Pull out each line of the records holding the string "owned".

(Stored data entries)

*-*-*

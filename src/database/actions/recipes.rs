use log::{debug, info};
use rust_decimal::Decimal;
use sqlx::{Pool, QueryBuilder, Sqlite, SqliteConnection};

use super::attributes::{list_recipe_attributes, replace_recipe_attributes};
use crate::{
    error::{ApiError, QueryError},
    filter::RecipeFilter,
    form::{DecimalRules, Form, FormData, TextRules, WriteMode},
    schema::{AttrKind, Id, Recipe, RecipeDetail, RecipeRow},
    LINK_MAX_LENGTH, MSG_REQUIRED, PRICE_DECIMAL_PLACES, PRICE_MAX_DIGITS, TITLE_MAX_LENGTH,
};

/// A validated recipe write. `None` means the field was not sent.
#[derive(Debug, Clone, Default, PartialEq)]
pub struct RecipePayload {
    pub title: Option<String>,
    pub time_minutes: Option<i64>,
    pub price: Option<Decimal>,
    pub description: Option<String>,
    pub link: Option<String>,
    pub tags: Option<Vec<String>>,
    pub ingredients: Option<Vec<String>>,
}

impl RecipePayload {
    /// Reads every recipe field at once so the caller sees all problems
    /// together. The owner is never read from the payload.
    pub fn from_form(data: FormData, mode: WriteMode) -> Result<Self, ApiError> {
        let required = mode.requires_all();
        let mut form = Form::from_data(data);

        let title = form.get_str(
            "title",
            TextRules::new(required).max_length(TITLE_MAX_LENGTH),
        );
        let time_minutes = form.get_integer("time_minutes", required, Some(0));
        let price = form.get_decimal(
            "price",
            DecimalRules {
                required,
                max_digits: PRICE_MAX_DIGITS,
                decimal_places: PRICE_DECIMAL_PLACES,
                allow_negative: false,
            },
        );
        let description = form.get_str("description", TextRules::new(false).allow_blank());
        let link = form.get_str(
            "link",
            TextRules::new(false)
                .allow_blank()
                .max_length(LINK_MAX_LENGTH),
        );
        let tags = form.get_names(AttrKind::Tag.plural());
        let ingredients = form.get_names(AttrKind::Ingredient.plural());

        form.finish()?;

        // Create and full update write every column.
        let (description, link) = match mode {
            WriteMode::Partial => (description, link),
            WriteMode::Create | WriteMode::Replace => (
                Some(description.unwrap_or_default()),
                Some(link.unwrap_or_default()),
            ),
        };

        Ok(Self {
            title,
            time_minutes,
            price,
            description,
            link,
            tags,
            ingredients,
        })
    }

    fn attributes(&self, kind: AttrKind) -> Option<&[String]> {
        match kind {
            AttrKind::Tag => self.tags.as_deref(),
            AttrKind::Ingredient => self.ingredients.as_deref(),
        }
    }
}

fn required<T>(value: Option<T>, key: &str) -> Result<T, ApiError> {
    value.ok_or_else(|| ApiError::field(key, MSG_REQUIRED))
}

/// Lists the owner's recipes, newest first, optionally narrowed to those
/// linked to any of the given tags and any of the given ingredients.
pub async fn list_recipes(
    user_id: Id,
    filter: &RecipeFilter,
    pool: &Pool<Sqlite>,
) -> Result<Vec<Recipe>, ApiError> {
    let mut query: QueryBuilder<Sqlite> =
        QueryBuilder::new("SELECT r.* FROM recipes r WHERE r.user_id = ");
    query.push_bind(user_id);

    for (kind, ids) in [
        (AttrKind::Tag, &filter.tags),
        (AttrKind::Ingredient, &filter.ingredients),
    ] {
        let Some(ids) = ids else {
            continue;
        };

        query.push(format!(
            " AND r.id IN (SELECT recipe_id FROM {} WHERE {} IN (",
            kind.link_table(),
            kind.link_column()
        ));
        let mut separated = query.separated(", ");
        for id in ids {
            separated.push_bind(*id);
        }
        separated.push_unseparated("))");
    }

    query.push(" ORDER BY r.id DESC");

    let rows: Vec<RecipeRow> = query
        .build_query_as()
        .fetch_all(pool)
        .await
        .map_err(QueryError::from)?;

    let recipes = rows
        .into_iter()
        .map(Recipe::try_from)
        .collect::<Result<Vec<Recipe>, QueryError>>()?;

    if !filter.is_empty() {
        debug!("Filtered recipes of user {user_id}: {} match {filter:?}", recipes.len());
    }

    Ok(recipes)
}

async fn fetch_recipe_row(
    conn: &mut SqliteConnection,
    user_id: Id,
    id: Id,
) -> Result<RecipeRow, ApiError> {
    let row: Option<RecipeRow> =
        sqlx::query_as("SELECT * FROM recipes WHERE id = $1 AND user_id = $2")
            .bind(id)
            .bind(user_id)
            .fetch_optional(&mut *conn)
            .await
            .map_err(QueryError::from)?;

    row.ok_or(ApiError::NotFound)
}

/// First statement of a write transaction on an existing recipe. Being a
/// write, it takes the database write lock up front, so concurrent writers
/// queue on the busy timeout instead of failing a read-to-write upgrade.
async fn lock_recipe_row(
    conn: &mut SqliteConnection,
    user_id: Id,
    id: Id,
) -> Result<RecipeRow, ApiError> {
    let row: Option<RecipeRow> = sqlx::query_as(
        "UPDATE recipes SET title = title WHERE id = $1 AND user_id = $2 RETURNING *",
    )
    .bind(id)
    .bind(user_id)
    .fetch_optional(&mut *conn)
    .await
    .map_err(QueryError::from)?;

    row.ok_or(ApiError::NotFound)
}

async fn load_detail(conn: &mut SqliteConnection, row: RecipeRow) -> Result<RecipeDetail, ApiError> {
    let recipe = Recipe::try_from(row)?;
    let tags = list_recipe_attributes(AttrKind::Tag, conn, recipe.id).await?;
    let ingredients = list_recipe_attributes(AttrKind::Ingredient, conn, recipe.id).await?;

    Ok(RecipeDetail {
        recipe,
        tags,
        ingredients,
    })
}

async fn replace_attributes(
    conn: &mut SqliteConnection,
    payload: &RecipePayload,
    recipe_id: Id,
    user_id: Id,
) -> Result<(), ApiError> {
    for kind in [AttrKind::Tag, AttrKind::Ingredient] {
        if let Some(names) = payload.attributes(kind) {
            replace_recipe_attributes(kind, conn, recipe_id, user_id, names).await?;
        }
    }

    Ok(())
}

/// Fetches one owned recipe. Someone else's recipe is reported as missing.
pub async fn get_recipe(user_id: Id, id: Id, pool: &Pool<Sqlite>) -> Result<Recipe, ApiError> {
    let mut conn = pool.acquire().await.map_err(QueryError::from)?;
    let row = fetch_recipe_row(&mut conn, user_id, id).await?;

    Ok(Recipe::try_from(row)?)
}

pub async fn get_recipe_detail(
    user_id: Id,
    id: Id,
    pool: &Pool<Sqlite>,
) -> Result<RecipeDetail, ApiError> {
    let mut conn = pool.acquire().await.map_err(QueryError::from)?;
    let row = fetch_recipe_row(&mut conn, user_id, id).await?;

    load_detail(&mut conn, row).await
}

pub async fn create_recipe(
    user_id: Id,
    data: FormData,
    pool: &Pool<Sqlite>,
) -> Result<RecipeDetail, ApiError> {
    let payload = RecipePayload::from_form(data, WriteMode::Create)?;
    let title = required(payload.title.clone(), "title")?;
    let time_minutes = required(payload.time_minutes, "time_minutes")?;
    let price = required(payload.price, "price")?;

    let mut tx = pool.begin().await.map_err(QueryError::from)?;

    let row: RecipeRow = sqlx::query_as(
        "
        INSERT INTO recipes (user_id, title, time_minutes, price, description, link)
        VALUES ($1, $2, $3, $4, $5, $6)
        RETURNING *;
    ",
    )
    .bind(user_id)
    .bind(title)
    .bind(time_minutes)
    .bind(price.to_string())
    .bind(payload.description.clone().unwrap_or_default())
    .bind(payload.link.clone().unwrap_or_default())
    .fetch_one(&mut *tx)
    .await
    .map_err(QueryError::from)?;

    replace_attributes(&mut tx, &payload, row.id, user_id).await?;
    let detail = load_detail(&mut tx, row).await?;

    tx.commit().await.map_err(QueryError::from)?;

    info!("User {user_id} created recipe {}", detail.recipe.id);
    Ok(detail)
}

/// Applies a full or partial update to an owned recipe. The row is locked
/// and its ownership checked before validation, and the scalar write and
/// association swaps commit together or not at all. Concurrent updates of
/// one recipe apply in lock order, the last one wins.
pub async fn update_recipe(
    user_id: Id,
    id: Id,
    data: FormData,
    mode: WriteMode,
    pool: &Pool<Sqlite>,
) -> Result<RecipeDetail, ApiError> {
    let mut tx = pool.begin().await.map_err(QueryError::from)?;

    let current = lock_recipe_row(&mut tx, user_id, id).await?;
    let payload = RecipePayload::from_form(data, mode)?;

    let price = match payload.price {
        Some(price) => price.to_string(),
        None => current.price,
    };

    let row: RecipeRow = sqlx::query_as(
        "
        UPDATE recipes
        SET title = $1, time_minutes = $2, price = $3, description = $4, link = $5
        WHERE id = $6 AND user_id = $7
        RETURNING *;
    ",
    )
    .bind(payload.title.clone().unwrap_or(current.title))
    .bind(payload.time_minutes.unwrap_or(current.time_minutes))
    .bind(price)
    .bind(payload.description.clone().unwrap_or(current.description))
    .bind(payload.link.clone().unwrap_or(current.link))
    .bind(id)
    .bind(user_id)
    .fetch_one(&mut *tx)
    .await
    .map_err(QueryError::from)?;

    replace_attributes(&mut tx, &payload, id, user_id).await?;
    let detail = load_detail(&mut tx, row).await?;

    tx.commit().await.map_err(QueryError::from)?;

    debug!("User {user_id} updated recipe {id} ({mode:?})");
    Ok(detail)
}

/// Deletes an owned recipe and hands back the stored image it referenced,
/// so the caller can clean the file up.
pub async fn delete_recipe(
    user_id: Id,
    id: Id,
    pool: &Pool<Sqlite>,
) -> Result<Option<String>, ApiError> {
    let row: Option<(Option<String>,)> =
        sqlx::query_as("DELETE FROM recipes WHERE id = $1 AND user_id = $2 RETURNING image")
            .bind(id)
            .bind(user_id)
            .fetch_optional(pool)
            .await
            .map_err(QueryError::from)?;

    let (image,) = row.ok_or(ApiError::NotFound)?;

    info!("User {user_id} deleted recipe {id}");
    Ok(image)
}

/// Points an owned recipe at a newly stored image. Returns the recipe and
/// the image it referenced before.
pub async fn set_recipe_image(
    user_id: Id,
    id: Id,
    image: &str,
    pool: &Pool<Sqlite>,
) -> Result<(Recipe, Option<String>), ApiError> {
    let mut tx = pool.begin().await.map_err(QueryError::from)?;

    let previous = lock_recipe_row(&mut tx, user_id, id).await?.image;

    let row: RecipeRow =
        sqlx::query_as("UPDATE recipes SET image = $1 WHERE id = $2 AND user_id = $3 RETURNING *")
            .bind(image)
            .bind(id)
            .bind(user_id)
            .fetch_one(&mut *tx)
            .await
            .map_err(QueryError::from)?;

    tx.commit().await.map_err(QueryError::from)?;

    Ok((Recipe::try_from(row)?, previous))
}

*-*-*

*The completed task*.
/// Fetches one owned recipe. Someone else's recipe is reported as missing.
/// Applies a full or partial update to an owned recipe. The row is locked
/// Deletes an owned recipe and hands back the stored image it referenced,
/// Points an owned recipe at a newly stored image. Returns the recipe and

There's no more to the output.